> [The task] What you return should match the data below exactly, line for line.

> [Input for this task]
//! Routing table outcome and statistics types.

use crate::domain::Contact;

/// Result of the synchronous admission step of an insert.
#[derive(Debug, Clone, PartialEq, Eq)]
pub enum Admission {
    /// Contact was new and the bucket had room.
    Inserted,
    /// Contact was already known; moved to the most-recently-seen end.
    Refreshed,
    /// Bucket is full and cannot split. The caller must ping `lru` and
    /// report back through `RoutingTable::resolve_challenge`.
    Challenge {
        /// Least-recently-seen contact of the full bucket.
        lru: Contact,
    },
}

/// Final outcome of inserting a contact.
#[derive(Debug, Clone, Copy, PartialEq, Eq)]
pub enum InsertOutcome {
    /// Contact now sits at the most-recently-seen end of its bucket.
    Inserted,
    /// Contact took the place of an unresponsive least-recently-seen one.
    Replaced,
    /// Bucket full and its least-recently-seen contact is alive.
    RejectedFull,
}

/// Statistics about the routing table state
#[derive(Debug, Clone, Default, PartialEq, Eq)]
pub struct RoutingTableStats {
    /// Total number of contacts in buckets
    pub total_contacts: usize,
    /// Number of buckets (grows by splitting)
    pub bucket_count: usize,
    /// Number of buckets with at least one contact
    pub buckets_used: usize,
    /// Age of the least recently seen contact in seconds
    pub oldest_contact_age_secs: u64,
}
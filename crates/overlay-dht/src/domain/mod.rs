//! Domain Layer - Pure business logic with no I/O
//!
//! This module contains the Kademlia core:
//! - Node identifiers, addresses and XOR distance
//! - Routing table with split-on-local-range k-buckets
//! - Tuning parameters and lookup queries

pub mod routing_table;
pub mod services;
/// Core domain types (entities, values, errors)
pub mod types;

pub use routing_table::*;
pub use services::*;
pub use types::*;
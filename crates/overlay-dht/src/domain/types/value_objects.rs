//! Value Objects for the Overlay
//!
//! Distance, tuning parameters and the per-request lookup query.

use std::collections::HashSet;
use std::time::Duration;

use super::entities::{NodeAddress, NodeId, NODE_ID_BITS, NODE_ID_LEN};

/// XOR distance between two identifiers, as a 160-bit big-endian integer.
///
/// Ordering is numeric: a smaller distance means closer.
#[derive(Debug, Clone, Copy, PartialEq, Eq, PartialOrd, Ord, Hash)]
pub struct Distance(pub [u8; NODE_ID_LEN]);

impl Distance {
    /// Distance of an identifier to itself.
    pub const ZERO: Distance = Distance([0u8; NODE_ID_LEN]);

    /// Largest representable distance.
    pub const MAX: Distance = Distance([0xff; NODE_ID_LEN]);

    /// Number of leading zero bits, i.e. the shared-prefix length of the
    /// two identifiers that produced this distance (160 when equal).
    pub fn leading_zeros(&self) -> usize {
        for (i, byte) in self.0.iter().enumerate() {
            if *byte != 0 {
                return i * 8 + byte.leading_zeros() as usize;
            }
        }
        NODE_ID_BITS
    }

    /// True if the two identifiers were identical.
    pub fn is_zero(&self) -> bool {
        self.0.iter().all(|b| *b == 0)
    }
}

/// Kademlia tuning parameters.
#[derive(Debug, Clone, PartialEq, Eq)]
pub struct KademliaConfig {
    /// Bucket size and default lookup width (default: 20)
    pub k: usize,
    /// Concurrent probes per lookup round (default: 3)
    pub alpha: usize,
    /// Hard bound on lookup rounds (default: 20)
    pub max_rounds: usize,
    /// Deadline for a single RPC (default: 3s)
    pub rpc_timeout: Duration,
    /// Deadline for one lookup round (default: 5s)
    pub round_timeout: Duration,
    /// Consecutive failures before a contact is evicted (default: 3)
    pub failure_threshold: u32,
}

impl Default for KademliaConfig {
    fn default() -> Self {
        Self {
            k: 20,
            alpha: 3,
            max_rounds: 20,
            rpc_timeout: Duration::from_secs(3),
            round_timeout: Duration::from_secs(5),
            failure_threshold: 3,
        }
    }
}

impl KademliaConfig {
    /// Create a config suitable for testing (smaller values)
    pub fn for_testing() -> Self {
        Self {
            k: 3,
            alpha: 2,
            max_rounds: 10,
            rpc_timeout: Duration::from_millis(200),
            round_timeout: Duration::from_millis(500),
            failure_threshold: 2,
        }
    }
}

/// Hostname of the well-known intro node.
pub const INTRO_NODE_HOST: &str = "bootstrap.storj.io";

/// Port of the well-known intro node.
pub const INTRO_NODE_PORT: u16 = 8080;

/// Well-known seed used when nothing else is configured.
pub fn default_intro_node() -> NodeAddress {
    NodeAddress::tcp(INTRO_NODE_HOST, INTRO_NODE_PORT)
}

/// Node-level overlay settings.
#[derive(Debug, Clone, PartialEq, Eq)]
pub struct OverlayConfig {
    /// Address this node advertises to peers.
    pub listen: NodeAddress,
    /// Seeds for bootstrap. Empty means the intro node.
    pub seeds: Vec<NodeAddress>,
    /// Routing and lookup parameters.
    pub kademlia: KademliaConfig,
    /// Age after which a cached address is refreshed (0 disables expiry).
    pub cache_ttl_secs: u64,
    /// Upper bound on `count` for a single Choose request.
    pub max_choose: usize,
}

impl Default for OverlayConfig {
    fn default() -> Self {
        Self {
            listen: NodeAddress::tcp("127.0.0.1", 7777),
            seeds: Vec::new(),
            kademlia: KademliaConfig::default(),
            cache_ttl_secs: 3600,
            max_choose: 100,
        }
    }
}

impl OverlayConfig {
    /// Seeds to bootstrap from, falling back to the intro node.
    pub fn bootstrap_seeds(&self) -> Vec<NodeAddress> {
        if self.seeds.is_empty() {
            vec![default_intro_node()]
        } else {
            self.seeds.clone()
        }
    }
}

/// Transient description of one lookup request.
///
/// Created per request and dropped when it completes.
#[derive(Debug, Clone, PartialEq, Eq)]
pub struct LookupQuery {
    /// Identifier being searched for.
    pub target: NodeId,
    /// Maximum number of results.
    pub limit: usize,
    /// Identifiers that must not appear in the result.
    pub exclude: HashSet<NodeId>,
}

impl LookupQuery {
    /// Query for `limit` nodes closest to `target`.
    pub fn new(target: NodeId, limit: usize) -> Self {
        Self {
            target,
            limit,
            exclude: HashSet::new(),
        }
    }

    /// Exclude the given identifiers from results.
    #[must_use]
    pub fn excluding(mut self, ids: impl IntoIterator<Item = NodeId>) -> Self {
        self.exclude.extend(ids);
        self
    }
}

> [Written response]
//! Routing table outcome and statistics types.

use crate::domain::Contact;

/// Result of the synchronous admission step of an insert.
#[derive(Debug, Clone, PartialEq, Eq)]
pub enum Admission {
    /// Contact was new and the bucket had room.
    Inserted,
    /// Contact was already known; moved to the most-recently-seen end.
    Refreshed,
    /// Bucket is full and cannot split. The caller must ping `lru` and
    /// report back through `RoutingTable::resolve_challenge`.
    Challenge {
        /// Least-recently-seen contact of the full bucket.
        lru: Contact,
    },
}

/// Final outcome of inserting a contact.
#[derive(Debug, Clone, Copy, PartialEq, Eq)]
pub enum InsertOutcome {
    /// Contact now sits at the most-recently-seen end of its bucket.
    Inserted,
    /// Contact took the place of an unresponsive least-recently-seen one.
    Replaced,
    /// Bucket full and its least-recently-seen contact is alive.
    RejectedFull,
}

/// Statistics about the routing table state
#[derive(Debug, Clone, Default, PartialEq, Eq)]
pub struct RoutingTableStats {
    /// Total number of contacts in buckets
    pub total_contacts: usize,
    /// Number of buckets (grows by splitting)
    pub bucket_count: usize,
    /// Number of buckets with at least one contact
    pub buckets_used: usize,
    /// Age of the least recently seen contact in seconds
    pub oldest_contact_age_secs: u64,
}
filename crates/overlay-dht/src/domain/mod.rs
//! Domain Layer - Pure business logic with no I/O
//!
//! This module contains the Kademlia core:
//! - Node identifiers, addresses and XOR distance
//! - Routing table with split-on-local-range k-buckets
//! - Tuning parameters and lookup queries

pub mod routing_table;
pub mod services;
/// Core domain types (entities, values, errors)
pub mod types;

pub use routing_table::*;
pub use services::*;
pub use types::*;
filename crates/overlay-dht/src/domain/types/value_objects.rs
//! Value Objects for the Overlay
//!
//! Distance, tuning parameters and the per-request lookup query.

use std::collections::HashSet;
use std::time::Duration;

use super::entities::{NodeAddress, NodeId, NODE_ID_BITS, NODE_ID_LEN};

/// XOR distance between two identifiers, as a 160-bit big-endian integer.
///
/// Ordering is numeric: a smaller distance means closer.
#[derive(Debug, Clone, Copy, PartialEq, Eq, PartialOrd, Ord, Hash)]
pub struct Distance(pub [u8; NODE_ID_LEN]);

impl Distance {
    /// Distance of an identifier to itself.
    pub const ZERO: Distance = Distance([0u8; NODE_ID_LEN]);

    /// Largest representable distance.
    pub const MAX: Distance = Distance([0xff; NODE_ID_LEN]);

    /// Number of leading zero bits, i.e. the shared-prefix length of the
    /// two identifiers that produced this distance (160 when equal).
    pub fn leading_zeros(&self) -> usize {
        for (i, byte) in self.0.iter().enumerate() {
            if *byte != 0 {
                return i * 8 + byte.leading_zeros() as usize;
            }
        }
        NODE_ID_BITS
    }

    /// True if the two identifiers were identical.
    pub fn is_zero(&self) -> bool {
        self.0.iter().all(|b| *b == 0)
    }
}

/// Kademlia tuning parameters.
#[derive(Debug, Clone, PartialEq, Eq)]
pub struct KademliaConfig {
    /// Bucket size and default lookup width (default: 20)
    pub k: usize,
    /// Concurrent probes per lookup round (default: 3)
    pub alpha: usize,
    /// Hard bound on lookup rounds (default: 20)
    pub max_rounds: usize,
    /// Deadline for a single RPC (default: 3s)
    pub rpc_timeout: Duration,
    /// Deadline for one lookup round (default: 5s)
    pub round_timeout: Duration,
    /// Consecutive failures before a contact is evicted (default: 3)
    pub failure_threshold: u32,
}

impl Default for KademliaConfig {
    fn default() -> Self {
        Self {
            k: 20,
            alpha: 3,
            max_rounds: 20,
            rpc_timeout: Duration::from_secs(3),
            round_timeout: Duration::from_secs(5),
            failure_threshold: 3,
        }
    }
}

impl KademliaConfig {
    /// Create a config suitable for testing (smaller values)
    pub fn for_testing() -> Self {
        Self {
            k: 3,
            alpha: 2,
            max_rounds: 10,
            rpc_timeout: Duration::from_millis(200),
            round_timeout: Duration::from_millis(500),
            failure_threshold: 2,
        }
    }
}

/// Hostname of the well-known intro node.
pub const INTRO_NODE_HOST: &str = "bootstrap.storj.io";

/// Port of the well-known intro node.
pub const INTRO_NODE_PORT: u16 = 8080;

/// Well-known seed used when nothing else is configured.
pub fn default_intro_node() -> NodeAddress {
    NodeAddress::tcp(INTRO_NODE_HOST, INTRO_NODE_PORT)
}

/// Node-level overlay settings.
#[derive(Debug, Clone, PartialEq, Eq)]
pub struct OverlayConfig {
    /// Address this node advertises to peers.
    pub listen: NodeAddress,
    /// Seeds for bootstrap. Empty means the intro node.
    pub seeds: Vec<NodeAddress>,
    /// Routing and lookup parameters.
    pub kademlia: KademliaConfig,
    /// Age after which a cached address is refreshed (0 disables expiry).
    pub cache_ttl_secs: u64,
    /// Upper bound on `count` for a single Choose request.
    pub max_choose: usize,
}

impl Default for OverlayConfig {
    fn default() -> Self {
        Self {
            listen: NodeAddress::tcp("127.0.0.1", 7777),
            seeds: Vec::new(),
            kademlia: KademliaConfig::default(),
            cache_ttl_secs: 3600,
            max_choose: 100,
        }
    }
}

impl OverlayConfig {
    /// Seeds to bootstrap from, falling back to the intro node.
    pub fn bootstrap_seeds(&self) -> Vec<NodeAddress> {
        if self.seeds.is_empty() {
            vec![default_intro_node()]
        } else {
            self.seeds.clone()
        }
    }
}

/// Transient description of one lookup request.
///
/// Created per request and dropped when it completes.
#[derive(Debug, Clone, PartialEq, Eq)]
pub struct LookupQuery {
    /// Identifier being searched for.
    pub target: NodeId,
    /// Maximum number of results.
    pub limit: usize,
    /// Identifiers that must not appear in the result.
    pub exclude: HashSet<NodeId>,
}

impl LookupQuery {
    /// Query for `limit` nodes closest to `target`.
    pub fn new(target: NodeId, limit: usize) -> Self {
        Self {
            target,
            limit,
            exclude: HashSet::new(),
        }
    }

    /// Exclude the given identifiers from results.
    #[must_use]
    pub fn excluding(mut self, ids: impl IntoIterator<Item = NodeId>) -> Self {
        self.exclude.extend(ids);
        self
    }
}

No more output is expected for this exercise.